On October 5, 2015, the Organisation for Economic Co-operation and Development (OECD) produced its final reports addressing 15 different action items under its Base Erosion and Profit Shifting (BEPS) initiative. The OECD’s BEPS project was commissioned in 2013 by the group of 20 countries to curb perceived tax abuses by MNEs. Action Item 13 of the BEPS initiative covers revision of the transfer pricing documentation requirements in Chapter V of the OECD’s Transfer Pricing Guidelines. The final deliverable, which significantly expanded the scope of the OECD’s transfer pricing documentation requirements, contained a three-tiered approach to transfer pricing documentation: master file, local country file and country-by-country (CbC) report.
Mexico is one of the first countries to adopt the BEPS transfer pricing documentation measures. Under the new regulations, all Mexico-based MNEs with worldwide revenues in excess of €750 million (approximately U.S. $812 million) must file the CbC report, which contains detailed financial information on each MNE’s global subsidiaries. Per the OECD’s documentation directive, the CbC report should be filed with the tax authority in the taxpayer’s home country. (Many countries have yet to formally enact legislation requiring the CbC report or preparation of the master and local country files; legislation is pending or proposed in a number of countries that adhere to the OECD transfer pricing rules.) Under the new rules, if the Mexican entity is a subsidiary of a taxpayer subject to the CbC reporting requirement in its home country, the CbC report can be shared among various tax jurisdictions through an automatic exchange mechanism, assuming a tax treaty exists with Mexico. If the MNE head office isn’t in a treaty country, Mexican tax authorities can request the CbC report from the local Mexican entity.
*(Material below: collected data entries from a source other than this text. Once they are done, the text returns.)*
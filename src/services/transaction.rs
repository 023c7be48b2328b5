//! Transaction service
//!
//! Provides business logic for recording and listing a business's
//! transactions.

use chrono::{NaiveDate, Utc};
use tracing::info;

use crate::error::{BooksError, BooksResult};
use crate::models::{
    AccountId, CategoryId, Transaction, TransactionId, TransactionSplit, VendorId,
};
use crate::storage::Storage;

/// Service for transaction management
pub struct TransactionService<'a> {
    storage: &'a Storage,
}

/// Options for filtering transactions
#[derive(Debug, Clone, Default)]
pub struct TransactionFilter {
    /// Filter by account
    pub account_id: Option<AccountId>,
    /// Maximum number of transactions to return
    pub limit: Option<usize>,
}

impl TransactionFilter {
    /// Create a new empty filter
    pub fn new() -> Self {
        Self::default()
    }

    /// Filter by account
    pub fn account(mut self, account_id: AccountId) -> Self {
        self.account_id = Some(account_id);
        self
    }

    /// Limit results
    pub fn limit(mut self, limit: usize) -> Self {
        self.limit = Some(limit);
        self
    }
}

/// One category allocation of a new transaction
#[derive(Debug, Clone)]
pub struct NewSplit {
    pub category_id: CategoryId,
    pub amount: f64,
    pub memo: Option<String>,
}

/// Input for creating a new transaction
#[derive(Debug, Clone)]
pub struct NewTransaction {
    pub account_id: AccountId,
    pub account_name: Option<String>,
    pub payee: String,
    pub memo: Option<String>,
    pub posted_at: NaiveDate,
    pub amount: f64,
    pub vendor_id: Option<VendorId>,
    pub splits: Vec<NewSplit>,
}

fn non_blank(text: Option<String>) -> Option<String> {
    text.map(|t| t.trim().to_string()).filter(|t| !t.is_empty())
}

impl<'a> TransactionService<'a> {
    /// Create a new transaction service
    pub fn new(storage: &'a Storage) -> Self {
        Self { storage }
    }

    /// Create a new transaction
    pub fn create(&self, input: NewTransaction) -> BooksResult<Transaction> {
        let payee = input.payee.trim();
        if payee.is_empty() {
            return Err(BooksError::Validation("Payee cannot be empty".into()));
        }

        if !input.amount.is_finite() {
            return Err(BooksError::Validation(
                "Transaction amount must be a number".into(),
            ));
        }

        let account = self
            .storage
            .accounts
            .get(input.account_id)?
            .ok_or_else(|| BooksError::account_not_found(input.account_id.to_string()))?;

        if let Some(vendor_id) = input.vendor_id {
            if self.storage.vendors.get(vendor_id)?.is_none() {
                return Err(BooksError::vendor_not_found(vendor_id.to_string()));
            }
        }

        if input.splits.is_empty() {
            return Err(BooksError::Validation(
                "A transaction needs at least one split".into(),
            ));
        }

        let mut splits = Vec::with_capacity(input.splits.len());
        for split in input.splits {
            if self.storage.categories.get(split.category_id)?.is_none() {
                return Err(BooksError::category_not_found(split.category_id.to_string()));
            }
            if !split.amount.is_finite() {
                return Err(BooksError::Validation(format!(
                    "Split amount for {} must be a number",
                    split.category_id
                )));
            }
            splits.push(TransactionSplit {
                category_id: Some(split.category_id),
                amount: split.amount,
                memo: non_blank(split.memo),
            });
        }

        let id = self.storage.transactions.next_id()?;
        let now = Utc::now();

        let mut txn = Transaction::new(id.value(), input.posted_at.format("%Y-%m-%d").to_string());
        txn.business_id = Some(self.storage.business_id());
        txn.account_id = Some(input.account_id);
        txn.account_name = non_blank(input.account_name).or(Some(account.name));
        txn.payee = payee.to_string();
        txn.memo = non_blank(input.memo);
        txn.amount = input.amount;
        txn.vendor_id = input.vendor_id;
        txn.splits = splits;
        txn.created_at = Some(now);
        txn.updated_at = Some(now);

        self.storage.transactions.upsert(txn.clone())?;
        self.storage.transactions.save()?;

        info!(
            transaction = %txn.id,
            posted_at = %txn.posted_at,
            splits = txn.splits.len(),
            "created transaction"
        );
        Ok(txn)
    }

    /// Get a transaction by ID
    pub fn get(&self, id: TransactionId) -> BooksResult<Option<Transaction>> {
        self.storage.transactions.get(id)
    }

    /// Find a transaction by ID string
    pub fn find(&self, identifier: &str) -> BooksResult<Option<Transaction>> {
        if let Ok(id) = identifier.parse::<TransactionId>() {
            return self.storage.transactions.get(id);
        }
        Ok(None)
    }

    /// List transactions newest first with optional filtering
    pub fn list(&self, filter: TransactionFilter) -> BooksResult<Vec<Transaction>> {
        let mut transactions = match filter.account_id {
            Some(account_id) => self.list_for_account(account_id)?,
            None => self.storage.transactions.get_all()?,
        };

        if let Some(limit) = filter.limit {
            transactions.truncate(limit);
        }

        Ok(transactions)
    }

    /// Get transactions for an account, newest first
    pub fn list_for_account(&self, account_id: AccountId) -> BooksResult<Vec<Transaction>> {
        if self.storage.accounts.get(account_id)?.is_none() {
            return Err(BooksError::account_not_found(account_id.to_string()));
        }
        self.storage.transactions.get_by_account(account_id)
    }

    /// Count transactions
    pub fn count(&self) -> BooksResult<usize> {
        self.storage.transactions.count()
    }
}

#[cfg(test)]
mod tests {
    use super::*;
    use crate::config::paths::BooksPaths;
    use crate::models::{Account, BusinessId, Category, CategoryKind, Vendor};
    use tempfile::TempDir;

    fn create_test_storage() -> (TempDir, Storage) {
        let temp_dir = TempDir::new().unwrap();
        let paths = BooksPaths::with_base_dir(temp_dir.path().to_path_buf());
        let storage = Storage::new(paths, BusinessId::new(1)).unwrap();
        storage.load_all().unwrap();
        storage
            .categories
            .upsert(Category::new(1, "Sales", CategoryKind::Income))
            .unwrap();
        storage
            .categories
            .upsert(Category::new(2, "Rent", CategoryKind::Expense))
            .unwrap();
        storage.accounts.upsert(Account::new(1, "Checking")).unwrap();
        storage.accounts.upsert(Account::new(2, "Card")).unwrap();
        storage.vendors.upsert(Vendor::new(1, "Landlord LLC")).unwrap();
        (temp_dir, storage)
    }

    fn input(date: (i32, u32, u32), amount: f64) -> NewTransaction {
        NewTransaction {
            account_id: AccountId::new(1),
            account_name: None,
            payee: "Acme Corp".into(),
            memo: None,
            posted_at: NaiveDate::from_ymd_opt(date.0, date.1, date.2).unwrap(),
            amount,
            vendor_id: None,
            splits: vec![NewSplit {
                category_id: CategoryId::new(1),
                amount,
                memo: None,
            }],
        }
    }

    #[test]
    fn test_create_transaction() {
        let (_temp_dir, storage) = create_test_storage();
        let service = TransactionService::new(&storage);

        let mut new_txn = input((2024, 3, 5), 1200.0);
        new_txn.memo = Some("  ".into());
        new_txn.splits[0].memo = Some("March invoice".into());
        let txn = service.create(new_txn).unwrap();

        assert_eq!(txn.id, TransactionId::new(1));
        assert_eq!(txn.posted_at, "2024-03-05");
        assert_eq!(txn.memo, None);
        assert_eq!(txn.splits[0].memo.as_deref(), Some("March invoice"));
        assert_eq!(txn.business_id, Some(BusinessId::new(1)));
        assert_eq!(txn.account_name.as_deref(), Some("Checking"));
        assert!(txn.created_at.is_some());
        assert_eq!(txn.created_at, txn.updated_at);

        storage.transactions.load().unwrap();
        assert_eq!(service.count().unwrap(), 1);
    }

    #[test]
    fn test_split_total_need_not_match_amount() {
        let (_temp_dir, storage) = create_test_storage();
        let service = TransactionService::new(&storage);

        let mut new_txn = input((2024, 3, 5), -500.0);
        new_txn.splits = vec![NewSplit {
            category_id: CategoryId::new(2),
            amount: -120.0,
            memo: None,
        }];
        assert!(service.create(new_txn).is_ok());
    }

    #[test]
    fn test_create_validation() {
        let (_temp_dir, storage) = create_test_storage();
        let service = TransactionService::new(&storage);

        let mut no_payee = input((2024, 1, 1), 10.0);
        no_payee.payee = " ".into();
        assert!(service.create(no_payee).unwrap_err().is_validation());

        let not_a_number = input((2024, 1, 1), f64::NAN);
        assert!(service.create(not_a_number).unwrap_err().is_validation());

        let mut no_splits = input((2024, 1, 1), 10.0);
        no_splits.splits.clear();
        assert!(service.create(no_splits).unwrap_err().is_validation());

        let mut unknown_category = input((2024, 1, 1), 10.0);
        unknown_category.splits[0].category_id = CategoryId::new(99);
        assert!(service.create(unknown_category).unwrap_err().is_not_found());

        assert_eq!(service.count().unwrap(), 0);
    }

    #[test]
    fn test_create_requires_known_account_and_vendor() {
        let (_temp_dir, storage) = create_test_storage();
        let service = TransactionService::new(&storage);

        let mut unknown_account = input((2024, 1, 1), 10.0);
        unknown_account.account_id = AccountId::new(999);
        let err = service.create(unknown_account).unwrap_err();
        assert_eq!(err.to_string(), "Account not found: acc-999");

        let mut unknown_vendor = input((2024, 1, 1), 10.0);
        unknown_vendor.vendor_id = Some(VendorId::new(42));
        let err = service.create(unknown_vendor).unwrap_err();
        assert_eq!(err.to_string(), "Vendor not found: ven-42");

        let mut known_vendor = input((2024, 1, 1), -10.0);
        known_vendor.vendor_id = Some(VendorId::new(1));
        known_vendor.account_name = Some("Main checking".into());
        let txn = service.create(known_vendor).unwrap();
        assert_eq!(txn.vendor_id, Some(VendorId::new(1)));
        assert_eq!(txn.account_name.as_deref(), Some("Main checking"));

        assert_eq!(service.count().unwrap(), 1);
    }

    #[test]
    fn test_list_for_unknown_account_is_not_found() {
        let (_temp_dir, storage) = create_test_storage();
        let service = TransactionService::new(&storage);
        service.create(input((2024, 1, 10), 100.0)).unwrap();

        assert!(service
            .list_for_account(AccountId::new(999))
            .unwrap_err()
            .is_not_found());
        assert!(service
            .list(TransactionFilter::new().account(AccountId::new(999)))
            .unwrap_err()
            .is_not_found());
        assert!(service.list_for_account(AccountId::new(2)).unwrap().is_empty());
    }

    #[test]
    fn test_list_newest_first_with_filter() {
        let (_temp_dir, storage) = create_test_storage();
        let service = TransactionService::new(&storage);

        service.create(input((2024, 1, 10), 100.0)).unwrap();
        service.create(input((2024, 3, 1), 300.0)).unwrap();
        let mut other_account = input((2024, 2, 1), 200.0);
        other_account.account_id = AccountId::new(2);
        service.create(other_account).unwrap();

        let dates: Vec<_> = service
            .list(TransactionFilter::new())
            .unwrap()
            .into_iter()
            .map(|t| t.posted_at)
            .collect();
        assert_eq!(dates, vec!["2024-03-01", "2024-02-01", "2024-01-10"]);

        let first_account = service
            .list(TransactionFilter::new().account(AccountId::new(1)).limit(1))
            .unwrap();
        assert_eq!(first_account.len(), 1);
        assert_eq!(first_account[0].posted_at, "2024-03-01");

        assert_eq!(service.list_for_account(AccountId::new(2)).unwrap().len(), 1);
        assert!(service.find("txn-2").unwrap().is_some());
    }
}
Taxpayers meeting any of the following requirements will be required to file their master file and local country file:
- Taxable income of more than U.S. $37 million
- Publicly traded
- Companies under optional tax regimes for corporate groups
- State-owned entities
- Mexican tax residents
The master file is a high-level document providing an overview of the MNE group’s business and industry, its legal entity structure, transfer pricing positions, financial information, discussion of its intangible property and functional and risk analysis. The master file is intended to offer tax authorities a comprehensive overview of the MNE group’s transfer pricing arrangements and supply chain in their entirety, rather than just the local country viewpoint that historically has been the focus of transfer pricing documentation prepared by MNEs. The local country file is a detailed recap of the MNE’s local country positions related to transfer pricing and is essentially a local country transfer pricing study.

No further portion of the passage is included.